Narrating Illness through Dance

This week, I’m on the look out for non-narrative illness narratives. Expressions of the illness experience that occupy any form of media.

I’m beginning my exploration of multimedia illness narratives with dance. As someone who has danced forever, I have always been fascinated by movement. Recently I have learned about dance therapy and movement programs, and I love how dance and movement have been adapted to help with coping.

I began with a youtube search for ‘illness dances’.

This first video is called Schizophrenia, and is “loosely based” on the illness.

These movements embody the marriage of chaos and calm, of sharp and fluid, of control and collapse.

Another video I found is called “An Interpretation of My Illness- Crohn’s disease.” Unlike the previous one, this dance is choreographed by an individual who has the illness that the dance expresses.
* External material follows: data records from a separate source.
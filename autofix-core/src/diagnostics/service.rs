//! Automatic fixing driven by editor diagnostics and saves

use super::{DiagnosticsConfig, DiagnosticsEvent, DiagnosticsQueue, DiagnosticsSource};
use crate::fix::{BatchResult, DiagnosticsVerifier, FixEngine, FixError};
use std::path::{Path, PathBuf};
use std::sync::Arc;
use std::time::Duration;
use tokio::sync::mpsc;
use tokio_util::sync::CancellationToken;
use tracing::{debug, info, trace, warn};

/// Fixes a file's queued errors once its saves have settled
pub struct AutoFixService {
    engine: Arc<FixEngine>,
    queue: DiagnosticsQueue,
    source: Arc<dyn DiagnosticsSource>,
    config: DiagnosticsConfig,
}

impl AutoFixService {
    pub fn new(
        engine: Arc<FixEngine>,
        source: Arc<dyn DiagnosticsSource>,
        config: DiagnosticsConfig,
    ) -> Result<Self, globset::Error> {
        let queue = DiagnosticsQueue::new(&config)?;
        Ok(Self { engine, queue, source, config })
    }

    /// Shared queue handle for diagnostics producers
    pub fn queue(&self) -> &DiagnosticsQueue {
        &self.queue
    }

    pub async fn on_diagnostics(&self, event: DiagnosticsEvent) -> usize {
        self.queue.on_diagnostics(event).await
    }

    /// Fix the queued errors of one file, if it has any
    pub async fn fix_file(&self, path: &Path, cancel: &CancellationToken) -> Option<BatchResult> {
        let Some(errors) = self.queue.take(path).await else {
            debug!("No queued errors for {}", path.display());
            return None;
        };

        let verifier = DiagnosticsVerifier::new(self.source.clone(), path, Duration::from_millis(self.config.settle_ms))
            .include_warnings(self.config.include_warnings);

        match self.engine.fix_all_in_file(path, errors.clone(), &verifier, cancel).await {
            Ok(result) => {
                info!("{}: {}", path.display(), result.status_line());
                Some(result)
            }
            Err(FixError::Busy) => {
                warn!("Fix already running; {} stays queued", path.display());
                self.queue.requeue(path.to_path_buf(), errors).await;
                None
            }
            Err(e) => {
                warn!("Fixing {} failed: {}", path.display(), e);
                None
            }
        }
    }

    /// Drain every queued file, oldest first
    pub async fn fix_pending(&self, cancel: &CancellationToken) -> Vec<BatchResult> {
        let mut results = Vec::new();
        while !cancel.is_cancelled() {
            let Some(path) = self.queue.queued_files().await.into_iter().next() else {
                break;
            };
            match self.fix_file(&path, cancel).await {
                Some(result) => results.push(result),
                None => break,
            }
        }
        results
    }

    /// Process settled saves one at a time until the channel closes or
    /// `cancel` fires; returns the number of fix passes run
    ///
    /// With `auto_fix_on_save` off, saves are consumed and the file's errors
    /// stay queued for [`AutoFixService::fix_pending`].
    pub async fn run(&self, mut saves: mpsc::UnboundedReceiver<PathBuf>, cancel: CancellationToken) -> usize {
        let mut passes = 0;
        loop {
            tokio::select! {
                biased;
                _ = cancel.cancelled() => break,
                saved = saves.recv() => match saved {
                    Some(path) if !self.config.auto_fix_on_save => {
                        trace!("Fix on save disabled, {} stays queued", path.display());
                    }
                    Some(path) => {
                        if self.fix_file(&path, &cancel).await.is_some() {
                            passes += 1;
                        }
                    }
                    None => break,
                },
            }
        }
        debug!("Auto-fix loop finished after {} pass(es)", passes);
        passes
    }
}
Her incorporation of movements on the floor demonstrate the “falling” aspects of her illness, the numerous head rolls reveal her anguish. An interesting aspect of this dance is the song chosen: “Her Diamonds” by Rob Thomas, a song written for his wife who has an auto-immune diseases.

Last but not least, how can I forget my own dance loosely choreographed about autism? After seeing this video, I was inspired to choreograph a dance last year to “Fix You” by Coldplay.

It’s interesting to look back on my own choreography through the lens of illness narratives. I didn’t even realize that I was depicting the light of triumph narratives. At the time, I described the circle as a moment of “chaos,”; now it seems like those movements express the “chaos narrative” that words cannot capture.

Haven’t had enough dance illness narratives? Here’s an epic production of “Childhood Illness…Our Story”, Part 1 and Part 2, telling the tale of “a mother and young daughter’s journey through chemotherapy.”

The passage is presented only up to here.